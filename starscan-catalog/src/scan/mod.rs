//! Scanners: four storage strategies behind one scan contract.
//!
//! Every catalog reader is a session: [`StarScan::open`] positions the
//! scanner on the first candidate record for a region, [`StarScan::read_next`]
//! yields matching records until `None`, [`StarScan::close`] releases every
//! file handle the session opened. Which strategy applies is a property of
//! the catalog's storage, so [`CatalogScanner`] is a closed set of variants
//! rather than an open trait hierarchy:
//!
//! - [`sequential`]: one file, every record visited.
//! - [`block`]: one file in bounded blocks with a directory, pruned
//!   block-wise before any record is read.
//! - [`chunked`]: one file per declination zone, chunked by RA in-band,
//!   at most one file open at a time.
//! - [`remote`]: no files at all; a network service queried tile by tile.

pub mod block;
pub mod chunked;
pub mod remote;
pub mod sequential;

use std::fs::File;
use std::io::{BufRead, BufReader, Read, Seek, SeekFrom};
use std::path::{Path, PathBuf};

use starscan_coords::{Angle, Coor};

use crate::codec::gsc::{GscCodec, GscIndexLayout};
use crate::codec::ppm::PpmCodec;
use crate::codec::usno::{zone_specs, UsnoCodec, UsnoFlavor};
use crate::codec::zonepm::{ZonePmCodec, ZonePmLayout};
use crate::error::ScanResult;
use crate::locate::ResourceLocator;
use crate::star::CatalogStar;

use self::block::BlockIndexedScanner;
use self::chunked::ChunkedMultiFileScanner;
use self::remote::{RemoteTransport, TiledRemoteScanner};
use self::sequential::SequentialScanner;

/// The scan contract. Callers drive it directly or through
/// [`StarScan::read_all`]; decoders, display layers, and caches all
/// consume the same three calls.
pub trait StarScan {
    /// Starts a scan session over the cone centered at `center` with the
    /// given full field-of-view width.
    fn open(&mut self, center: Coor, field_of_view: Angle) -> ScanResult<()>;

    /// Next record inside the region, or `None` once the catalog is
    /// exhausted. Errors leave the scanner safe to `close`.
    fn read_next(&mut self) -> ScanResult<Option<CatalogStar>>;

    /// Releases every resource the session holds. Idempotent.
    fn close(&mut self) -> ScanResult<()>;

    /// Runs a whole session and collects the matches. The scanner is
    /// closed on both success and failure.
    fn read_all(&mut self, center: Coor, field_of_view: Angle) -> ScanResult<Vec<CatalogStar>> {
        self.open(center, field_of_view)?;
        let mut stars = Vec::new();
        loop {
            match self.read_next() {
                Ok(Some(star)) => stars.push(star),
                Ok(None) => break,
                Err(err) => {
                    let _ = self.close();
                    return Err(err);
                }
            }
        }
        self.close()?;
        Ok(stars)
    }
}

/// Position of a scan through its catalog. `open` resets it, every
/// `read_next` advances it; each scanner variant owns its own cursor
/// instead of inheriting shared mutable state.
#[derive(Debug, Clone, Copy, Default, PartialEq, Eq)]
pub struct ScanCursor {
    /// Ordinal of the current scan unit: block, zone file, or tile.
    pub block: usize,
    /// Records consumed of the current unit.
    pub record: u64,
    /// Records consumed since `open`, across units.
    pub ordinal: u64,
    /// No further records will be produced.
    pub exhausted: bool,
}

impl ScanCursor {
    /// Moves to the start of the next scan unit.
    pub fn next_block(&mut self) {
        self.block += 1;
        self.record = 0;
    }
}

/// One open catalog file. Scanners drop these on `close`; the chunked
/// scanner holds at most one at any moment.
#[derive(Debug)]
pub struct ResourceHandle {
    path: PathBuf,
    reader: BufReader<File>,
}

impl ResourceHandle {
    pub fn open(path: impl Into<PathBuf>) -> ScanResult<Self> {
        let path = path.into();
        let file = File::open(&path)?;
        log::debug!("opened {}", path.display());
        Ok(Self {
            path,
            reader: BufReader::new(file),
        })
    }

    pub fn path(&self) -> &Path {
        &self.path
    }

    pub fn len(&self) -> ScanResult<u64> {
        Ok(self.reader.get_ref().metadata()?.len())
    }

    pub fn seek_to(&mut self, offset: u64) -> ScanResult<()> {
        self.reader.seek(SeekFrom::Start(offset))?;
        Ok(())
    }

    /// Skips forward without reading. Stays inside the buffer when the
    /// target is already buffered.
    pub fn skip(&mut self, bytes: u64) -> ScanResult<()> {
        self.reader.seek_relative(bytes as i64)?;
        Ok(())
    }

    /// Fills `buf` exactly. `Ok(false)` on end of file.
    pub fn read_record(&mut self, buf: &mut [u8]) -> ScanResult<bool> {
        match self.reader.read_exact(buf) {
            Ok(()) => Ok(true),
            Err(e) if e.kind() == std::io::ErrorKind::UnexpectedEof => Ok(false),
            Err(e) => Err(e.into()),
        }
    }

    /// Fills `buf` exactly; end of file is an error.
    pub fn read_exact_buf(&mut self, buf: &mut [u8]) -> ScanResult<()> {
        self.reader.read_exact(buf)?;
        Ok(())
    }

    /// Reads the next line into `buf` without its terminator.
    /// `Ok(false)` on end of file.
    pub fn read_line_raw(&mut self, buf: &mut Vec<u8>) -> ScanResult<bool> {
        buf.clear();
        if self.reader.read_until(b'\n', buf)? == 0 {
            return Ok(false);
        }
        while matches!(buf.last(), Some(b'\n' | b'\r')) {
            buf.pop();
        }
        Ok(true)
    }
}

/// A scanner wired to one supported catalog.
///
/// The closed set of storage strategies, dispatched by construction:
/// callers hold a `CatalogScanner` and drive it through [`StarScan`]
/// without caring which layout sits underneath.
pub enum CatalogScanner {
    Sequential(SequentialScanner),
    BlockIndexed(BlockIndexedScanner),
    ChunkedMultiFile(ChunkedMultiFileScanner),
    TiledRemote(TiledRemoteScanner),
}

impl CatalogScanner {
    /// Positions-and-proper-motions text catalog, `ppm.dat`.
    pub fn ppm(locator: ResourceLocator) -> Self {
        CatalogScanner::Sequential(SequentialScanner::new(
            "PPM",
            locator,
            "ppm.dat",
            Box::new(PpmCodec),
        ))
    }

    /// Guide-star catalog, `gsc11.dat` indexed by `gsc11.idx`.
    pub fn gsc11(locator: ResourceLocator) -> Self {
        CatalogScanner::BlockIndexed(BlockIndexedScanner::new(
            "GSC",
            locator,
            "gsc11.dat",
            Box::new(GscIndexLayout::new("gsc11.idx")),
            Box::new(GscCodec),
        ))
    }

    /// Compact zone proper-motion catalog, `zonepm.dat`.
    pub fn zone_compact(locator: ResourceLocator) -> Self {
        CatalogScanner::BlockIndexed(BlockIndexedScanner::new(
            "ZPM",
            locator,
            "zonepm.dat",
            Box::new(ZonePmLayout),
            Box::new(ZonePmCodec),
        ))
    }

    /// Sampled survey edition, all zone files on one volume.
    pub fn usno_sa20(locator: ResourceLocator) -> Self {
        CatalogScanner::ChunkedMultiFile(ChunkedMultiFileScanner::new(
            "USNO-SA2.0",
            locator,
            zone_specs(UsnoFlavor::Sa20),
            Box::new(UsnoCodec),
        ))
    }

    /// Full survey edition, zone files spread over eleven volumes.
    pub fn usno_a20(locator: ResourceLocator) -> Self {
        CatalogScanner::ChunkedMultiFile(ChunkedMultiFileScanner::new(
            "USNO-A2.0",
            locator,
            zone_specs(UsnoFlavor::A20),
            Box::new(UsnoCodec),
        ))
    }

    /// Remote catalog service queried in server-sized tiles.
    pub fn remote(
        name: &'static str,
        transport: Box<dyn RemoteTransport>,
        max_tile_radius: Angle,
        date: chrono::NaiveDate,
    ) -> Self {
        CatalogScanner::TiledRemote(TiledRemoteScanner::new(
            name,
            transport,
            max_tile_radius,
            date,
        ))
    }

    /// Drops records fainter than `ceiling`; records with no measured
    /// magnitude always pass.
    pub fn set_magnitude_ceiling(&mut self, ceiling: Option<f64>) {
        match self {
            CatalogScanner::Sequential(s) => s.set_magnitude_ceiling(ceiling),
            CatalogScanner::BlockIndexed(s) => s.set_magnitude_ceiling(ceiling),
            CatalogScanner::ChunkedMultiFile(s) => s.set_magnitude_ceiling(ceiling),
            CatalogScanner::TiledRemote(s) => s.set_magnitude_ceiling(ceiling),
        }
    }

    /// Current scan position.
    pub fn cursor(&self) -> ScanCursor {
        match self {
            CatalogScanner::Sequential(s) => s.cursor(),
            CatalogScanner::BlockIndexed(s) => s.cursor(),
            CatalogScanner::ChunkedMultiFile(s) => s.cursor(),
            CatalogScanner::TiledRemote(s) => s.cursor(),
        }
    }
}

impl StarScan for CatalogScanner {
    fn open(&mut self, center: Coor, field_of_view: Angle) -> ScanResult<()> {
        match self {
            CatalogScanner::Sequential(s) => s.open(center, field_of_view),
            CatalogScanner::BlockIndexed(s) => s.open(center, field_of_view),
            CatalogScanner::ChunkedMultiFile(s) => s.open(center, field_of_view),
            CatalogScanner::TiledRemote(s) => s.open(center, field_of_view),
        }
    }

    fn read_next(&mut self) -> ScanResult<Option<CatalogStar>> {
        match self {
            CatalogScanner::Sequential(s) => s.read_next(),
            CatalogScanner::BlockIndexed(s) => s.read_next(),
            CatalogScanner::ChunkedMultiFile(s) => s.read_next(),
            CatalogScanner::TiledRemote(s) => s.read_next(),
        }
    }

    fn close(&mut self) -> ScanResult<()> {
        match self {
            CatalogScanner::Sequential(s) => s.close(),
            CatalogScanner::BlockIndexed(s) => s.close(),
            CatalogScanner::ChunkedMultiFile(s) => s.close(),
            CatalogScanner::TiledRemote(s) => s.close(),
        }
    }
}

###

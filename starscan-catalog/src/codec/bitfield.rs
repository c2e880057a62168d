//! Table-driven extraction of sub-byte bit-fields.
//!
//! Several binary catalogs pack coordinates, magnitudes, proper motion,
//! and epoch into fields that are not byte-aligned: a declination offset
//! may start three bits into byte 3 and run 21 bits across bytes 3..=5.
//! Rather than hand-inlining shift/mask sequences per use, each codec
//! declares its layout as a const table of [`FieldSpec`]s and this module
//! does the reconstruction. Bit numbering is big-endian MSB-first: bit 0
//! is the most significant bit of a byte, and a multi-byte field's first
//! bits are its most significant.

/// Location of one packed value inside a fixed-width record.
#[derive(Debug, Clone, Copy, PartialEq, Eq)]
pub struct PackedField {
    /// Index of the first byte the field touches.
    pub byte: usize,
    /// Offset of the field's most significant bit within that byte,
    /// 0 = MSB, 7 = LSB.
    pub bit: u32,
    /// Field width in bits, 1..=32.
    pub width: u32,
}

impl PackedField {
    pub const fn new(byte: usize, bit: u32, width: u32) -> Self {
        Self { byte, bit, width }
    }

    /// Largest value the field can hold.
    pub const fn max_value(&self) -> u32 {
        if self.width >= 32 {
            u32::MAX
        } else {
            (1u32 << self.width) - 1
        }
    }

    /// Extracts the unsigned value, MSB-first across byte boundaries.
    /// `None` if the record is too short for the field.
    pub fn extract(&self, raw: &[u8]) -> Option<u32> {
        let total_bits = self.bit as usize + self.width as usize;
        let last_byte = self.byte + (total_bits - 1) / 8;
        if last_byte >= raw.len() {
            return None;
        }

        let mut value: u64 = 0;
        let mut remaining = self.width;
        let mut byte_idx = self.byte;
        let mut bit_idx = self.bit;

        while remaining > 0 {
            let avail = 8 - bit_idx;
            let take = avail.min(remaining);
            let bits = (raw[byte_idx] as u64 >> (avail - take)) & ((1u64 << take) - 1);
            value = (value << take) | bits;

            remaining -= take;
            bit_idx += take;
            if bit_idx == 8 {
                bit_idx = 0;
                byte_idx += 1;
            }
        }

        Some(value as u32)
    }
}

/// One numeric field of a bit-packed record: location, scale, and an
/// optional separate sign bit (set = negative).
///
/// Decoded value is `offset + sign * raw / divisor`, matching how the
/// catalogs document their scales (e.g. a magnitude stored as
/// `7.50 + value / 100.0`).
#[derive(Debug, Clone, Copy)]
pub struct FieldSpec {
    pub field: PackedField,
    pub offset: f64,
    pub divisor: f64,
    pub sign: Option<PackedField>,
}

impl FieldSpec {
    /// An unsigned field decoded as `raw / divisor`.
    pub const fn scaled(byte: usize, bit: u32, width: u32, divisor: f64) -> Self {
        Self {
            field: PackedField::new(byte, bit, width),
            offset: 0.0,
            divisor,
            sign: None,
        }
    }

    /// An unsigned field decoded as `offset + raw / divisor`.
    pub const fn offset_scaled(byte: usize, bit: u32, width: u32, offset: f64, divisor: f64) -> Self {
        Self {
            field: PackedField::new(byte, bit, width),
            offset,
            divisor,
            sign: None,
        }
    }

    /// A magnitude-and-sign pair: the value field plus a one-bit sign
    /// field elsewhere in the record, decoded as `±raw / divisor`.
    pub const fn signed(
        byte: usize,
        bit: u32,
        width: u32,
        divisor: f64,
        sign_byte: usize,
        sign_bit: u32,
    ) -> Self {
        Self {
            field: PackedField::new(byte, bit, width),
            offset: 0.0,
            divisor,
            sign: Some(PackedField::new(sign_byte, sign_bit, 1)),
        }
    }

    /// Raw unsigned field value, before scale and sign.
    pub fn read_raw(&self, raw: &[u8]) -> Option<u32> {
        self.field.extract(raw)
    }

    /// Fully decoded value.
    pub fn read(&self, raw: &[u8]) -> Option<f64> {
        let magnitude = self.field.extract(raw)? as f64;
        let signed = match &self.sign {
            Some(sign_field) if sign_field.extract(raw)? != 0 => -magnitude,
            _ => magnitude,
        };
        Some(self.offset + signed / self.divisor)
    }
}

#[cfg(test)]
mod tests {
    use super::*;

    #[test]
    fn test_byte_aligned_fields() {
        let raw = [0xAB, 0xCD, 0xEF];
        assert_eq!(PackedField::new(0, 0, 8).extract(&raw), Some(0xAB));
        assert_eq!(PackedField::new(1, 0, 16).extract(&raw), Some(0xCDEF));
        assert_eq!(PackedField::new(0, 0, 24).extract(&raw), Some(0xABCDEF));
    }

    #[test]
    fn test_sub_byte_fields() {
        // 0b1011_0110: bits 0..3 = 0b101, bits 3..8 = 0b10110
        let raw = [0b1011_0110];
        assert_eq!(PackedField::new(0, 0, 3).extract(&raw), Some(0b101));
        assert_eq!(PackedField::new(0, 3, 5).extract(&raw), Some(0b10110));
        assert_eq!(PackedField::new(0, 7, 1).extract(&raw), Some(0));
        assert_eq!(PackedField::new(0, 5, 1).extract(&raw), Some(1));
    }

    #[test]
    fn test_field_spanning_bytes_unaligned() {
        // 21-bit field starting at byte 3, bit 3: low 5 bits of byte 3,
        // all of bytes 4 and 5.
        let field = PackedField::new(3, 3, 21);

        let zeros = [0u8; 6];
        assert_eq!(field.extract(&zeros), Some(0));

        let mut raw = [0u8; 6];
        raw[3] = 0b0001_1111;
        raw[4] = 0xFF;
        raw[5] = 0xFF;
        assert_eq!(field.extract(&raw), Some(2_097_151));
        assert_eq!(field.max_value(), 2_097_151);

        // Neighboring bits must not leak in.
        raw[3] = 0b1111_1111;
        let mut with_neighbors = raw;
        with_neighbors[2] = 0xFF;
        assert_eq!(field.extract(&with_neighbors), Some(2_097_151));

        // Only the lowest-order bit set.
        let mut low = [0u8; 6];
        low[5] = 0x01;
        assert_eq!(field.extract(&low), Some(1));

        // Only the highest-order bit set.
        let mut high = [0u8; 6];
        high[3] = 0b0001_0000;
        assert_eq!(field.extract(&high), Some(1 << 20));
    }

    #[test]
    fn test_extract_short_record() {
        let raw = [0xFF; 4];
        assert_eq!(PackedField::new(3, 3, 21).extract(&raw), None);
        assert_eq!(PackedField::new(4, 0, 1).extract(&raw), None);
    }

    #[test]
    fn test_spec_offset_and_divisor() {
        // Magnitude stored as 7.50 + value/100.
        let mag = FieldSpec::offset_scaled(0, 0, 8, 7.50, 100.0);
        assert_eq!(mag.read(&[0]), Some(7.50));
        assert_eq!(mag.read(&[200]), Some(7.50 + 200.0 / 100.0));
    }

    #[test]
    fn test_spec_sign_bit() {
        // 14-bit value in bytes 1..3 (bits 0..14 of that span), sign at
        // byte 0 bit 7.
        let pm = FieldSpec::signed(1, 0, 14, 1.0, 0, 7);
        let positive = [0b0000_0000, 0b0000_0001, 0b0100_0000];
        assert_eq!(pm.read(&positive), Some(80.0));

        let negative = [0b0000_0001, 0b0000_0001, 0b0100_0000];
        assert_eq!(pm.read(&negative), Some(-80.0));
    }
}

###

Only the lines containing the string "closed" are needed; pull them out of the records.

//! the catalog's storage, so [`CatalogScanner`] is a closed set of variants
    /// closed on both success and failure.
/// The closed set of storage strategies, dispatched by construction:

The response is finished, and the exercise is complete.